Von der Macht der Sprache in verrohten Zeiten. Ein Essay aus gegebenem Anlass
Von der Macht der Sprache in verrohten Zeiten. Ein Essay aus gegebenem Anlass
„Aber Sprache dichtet und denkt nicht nur für mich, sie lenkt auch mein Gefühl, sie steuert mein ganzes seelisches Wesen, je selbstverständlicher, je unbewusster ich mich ihr überlasse.“ Dies schrieb der Romanist Victor Klemperer, als er unmittelbar nach dem Ende des „Dritten Reiches“ dessen Sprache, die „Lingua Tertii Imperii“, kurz „LTI“, analysierte. Klemperer hatte die Ausgrenzung der Nationalsozialisten in einem „Judenhaus“ überlebt, war der Deportation in den Tod dadurch entgangen, dass er in einer „Mischehe“ mit einer „Arierin“ lebte. Derartige Begriffe waren damals normal geworden, Klemperer ist nur einer der vielen Verfolgten, die darüber schrieben, wie ihrer Ausgrenzung auch durch Sprache der Weg gebahnt wurde.
Wie sehr Sprache Gefühle lenkt, vermeintliche Gewissheiten schafft und Annahmen verfestigt, erleben wir gerade wieder mit enormer Deutlichkeit. Worte formen Wirklichkeit, Sprache ist Macht. Populisten wissen und nutzen das. Rechte Ideologen wie Alexander Gauland, der Fraktionsvorsitzende der AfD im Bundestag, und Björn Höcke, Fraktionsvorsitzender der AfD im Thüringer Landtag, um nur die prominentesten zu nennen, benutzen ganz bewusst NS-Sprache und -Argumentation. Da sollen Menschen schon mal „entsorgt“ werden, „dieses politische System“, gemeint ist offensichtlich die Demokratie, müsse „weg“. Sie propagieren einen völkisch-biologischen Nationalismus, und stellen sich „unser Volk“ oder „unser Vaterland“ als eine ethnisch-homogene Gemeinschaft vor. Im Zuge der Flüchtlingskrise wurde dies besonders deutlich: „Wir“ müssen geschützt werden vor der Überfremdung. Beatrix von Storch, die später stellvertretende Bundessprecherin der AfD wurde, twitterte in diesem Zusammenhang 2018, bei den Migranten handle es sich um „barbarische, muslimische, gruppenvergewaltigende Männerhorden“. Die AfD verschiebt immer mehr die Grenzen des Sagbaren.

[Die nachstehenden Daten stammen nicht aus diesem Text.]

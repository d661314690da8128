//! Advisory edit locks for notes.
//!
//! Features:
//! - Marker file beside the note (`<note-key>.lock`) recording who holds it
//! - A second acquisition is refused while the marker exists
//! - RAII lease with best-effort marker removal on drop
//! - Staleness is reported, never enforced: a crashed process leaves its
//!   marker behind until someone removes it deliberately

use std::fs;
use std::io::Write;
use std::path::{Path, PathBuf};

use chrono::{DateTime, Duration, Local, NaiveDateTime};
use once_cell::sync::Lazy;
use serde::{Deserialize, Serialize};

use crate::clock::Clock;
use crate::error::{Error, Result};
use crate::frontmatter::types::NOTE_KEY_FORMAT;

/// Timestamp layout inside lock markers.
const LOCK_TIMESTAMP_FORMAT: &str = "%Y-%m-%dT%H:%M:%SZ";

/// Age past which a lock marker is reported as stale (one hour).
pub const DEFAULT_STALE_AFTER_SECS: i64 = 3600;

/// Cached owning user, computed once per process.
static CURRENT_USER: Lazy<String> = Lazy::new(whoami::username);

/// Contents of a lock marker file (YAML).
#[derive(Debug, Clone, PartialEq, Serialize, Deserialize)]
pub struct LockRecord {
    /// Acquisition instant in note-key form
    pub id: String,
    /// User that took the lock
    pub user: String,
    /// Process id of the holder
    pub pid: u32,
    /// Acquisition instant, second resolution
    pub timestamp: String,
}

// ============================================================================
// Marker file helpers
// ============================================================================

/// Marker path for a note key.
pub fn lock_path(notes_dir: &Path, note_key: &str) -> PathBuf {
    notes_dir.join(format!("{}.lock", note_key))
}

fn read_lock_record(path: &Path) -> Result<LockRecord> {
    let content = fs::read_to_string(path)
        .map_err(|e| Error::io(format!("failed to read lock file {}", path.display()), e))?;
    Ok(serde_yaml::from_str(&content)?)
}

fn holder_description(path: &Path) -> String {
    match read_lock_record(path) {
        Ok(record) => format!("user {}, pid {}", record.user, record.pid),
        Err(_) => "unknown holder".to_string(),
    }
}

/// Current marker contents for a note, when present and readable.
pub fn current_holder(notes_dir: &Path, note_key: &str) -> Option<LockRecord> {
    let path = lock_path(notes_dir, note_key);
    if !path.exists() {
        return None;
    }
    read_lock_record(&path).ok()
}

/// Whether a marker is older than `max_age` at `now`. Inspection only; an
/// unreadable timestamp is never reported stale.
pub fn is_stale(record: &LockRecord, now: DateTime<Local>, max_age: Duration) -> bool {
    match NaiveDateTime::parse_from_str(&record.timestamp, LOCK_TIMESTAMP_FORMAT) {
        Ok(locked_at) => now.naive_local().signed_duration_since(locked_at) > max_age,
        Err(_) => false,
    }
}

// ============================================================================
// Lease acquisition and release
// ============================================================================

/// Exclusive, advisory lease over a single note.
///
/// Dropping the lease removes the marker best-effort; [`EditLease::release`]
/// does the same but surfaces the error.
#[derive(Debug)]
pub struct EditLease {
    path: PathBuf,
    note_key: String,
    record: LockRecord,
    released: bool,
}

/// Take the edit lease for a note.
///
/// The marker is created exclusively, so two processes racing for the same
/// note cannot both succeed. A present marker makes this fail with the
/// holder's description when the marker is readable.
pub fn acquire(notes_dir: &Path, note_key: &str, clock: &dyn Clock) -> Result<EditLease> {
    let path = lock_path(notes_dir, note_key);

    let now = clock.now();
    let record = LockRecord {
        id: now.format(NOTE_KEY_FORMAT).to_string(),
        user: CURRENT_USER.clone(),
        pid: std::process::id(),
        timestamp: now.format(LOCK_TIMESTAMP_FORMAT).to_string(),
    };
    let content = serde_yaml::to_string(&record)?;

    let mut file = match fs::OpenOptions::new().write(true).create_new(true).open(&path) {
        Ok(file) => file,
        Err(e) if e.kind() == std::io::ErrorKind::AlreadyExists => {
            let holder = holder_description(&path);
            log::warn!("Note {} is already locked ({})", note_key, holder);
            return Err(Error::LockConflict {
                note_key: note_key.to_string(),
                holder,
            });
        }
        Err(e) => {
            return Err(Error::io(
                format!("failed to create lock file {}", path.display()),
                e,
            ))
        }
    };
    file.write_all(content.as_bytes())
        .map_err(|e| Error::io(format!("failed to write lock file {}", path.display()), e))?;
    file.sync_all()
        .map_err(|e| Error::io(format!("failed to sync lock file {}", path.display()), e))?;

    log::info!("Acquired edit lock for {}", note_key);
    Ok(EditLease {
        path,
        note_key: note_key.to_string(),
        record,
        released: false,
    })
}

impl EditLease {
    pub fn note_key(&self) -> &str {
        &self.note_key
    }

    pub fn record(&self) -> &LockRecord {
        &self.record
    }

    /// Remove the marker. The lease is spent even when removal fails.
    pub fn release(mut self) -> Result<()> {
        self.released = true;
        fs::remove_file(&self.path)
            .map_err(|e| Error::io(format!("failed to remove lock file {}", self.path.display()), e))?;
        log::info!("Released edit lock for {}", self.note_key);
        Ok(())
    }
}

impl Drop for EditLease {
    fn drop(&mut self) {
        if self.released {
            return;
        }
        if let Err(e) = fs::remove_file(&self.path) {
            log::warn!("Failed to remove lock file {}: {}", self.path.display(), e);
        }
    }
}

Wörter sind in der Lage, Realitäten abzubilden und zu hinterfragen. Sprache ist ein Instrument der Macht und eine Waffe, Worte können ausgrenzen und verletzen. Sigmund Freud hat die „Macht der Worte“ beschrieben, die Gefühle hervorrufen, geistige Einstellungen schaffen und vertiefen. Wenn Sprache Hass schürt, kann das fatale Auswirkungen haben, dies haben uns die rechtsradikalen und antisemitischen Anschläge der vergangenen Monate dramatisch vor Augen geführt.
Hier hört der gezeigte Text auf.